ABOUT THIS TASK
Check each line below for "operations" and give the count of those that have it, nothing else.

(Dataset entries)

• • • • •

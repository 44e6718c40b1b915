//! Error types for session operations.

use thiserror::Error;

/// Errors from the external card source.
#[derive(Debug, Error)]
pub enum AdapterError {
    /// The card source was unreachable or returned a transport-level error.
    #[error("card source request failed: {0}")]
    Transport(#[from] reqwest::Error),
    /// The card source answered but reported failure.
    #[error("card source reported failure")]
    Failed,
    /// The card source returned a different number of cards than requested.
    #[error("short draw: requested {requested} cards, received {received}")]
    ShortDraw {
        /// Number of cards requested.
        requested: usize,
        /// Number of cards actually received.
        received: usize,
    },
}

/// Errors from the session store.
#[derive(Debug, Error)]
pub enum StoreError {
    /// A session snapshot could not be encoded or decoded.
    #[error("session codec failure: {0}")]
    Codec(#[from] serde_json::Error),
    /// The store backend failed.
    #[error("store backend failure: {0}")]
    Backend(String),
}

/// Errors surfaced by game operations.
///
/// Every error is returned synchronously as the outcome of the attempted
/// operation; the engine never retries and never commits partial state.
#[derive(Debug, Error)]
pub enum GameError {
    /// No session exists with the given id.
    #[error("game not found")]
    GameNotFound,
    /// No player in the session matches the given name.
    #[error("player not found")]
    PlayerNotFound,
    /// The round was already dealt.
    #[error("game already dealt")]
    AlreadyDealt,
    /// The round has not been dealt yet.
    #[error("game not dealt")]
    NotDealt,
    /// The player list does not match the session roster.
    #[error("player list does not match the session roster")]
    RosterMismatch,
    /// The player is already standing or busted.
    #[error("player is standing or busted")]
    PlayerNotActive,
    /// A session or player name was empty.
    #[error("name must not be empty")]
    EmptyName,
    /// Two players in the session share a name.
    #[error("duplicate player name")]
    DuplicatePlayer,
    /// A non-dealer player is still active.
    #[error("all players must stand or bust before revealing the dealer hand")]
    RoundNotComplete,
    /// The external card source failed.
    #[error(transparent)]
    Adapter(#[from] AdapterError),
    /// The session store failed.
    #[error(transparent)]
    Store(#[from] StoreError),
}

• • • • •

SOLUTION TO THIS TASK
2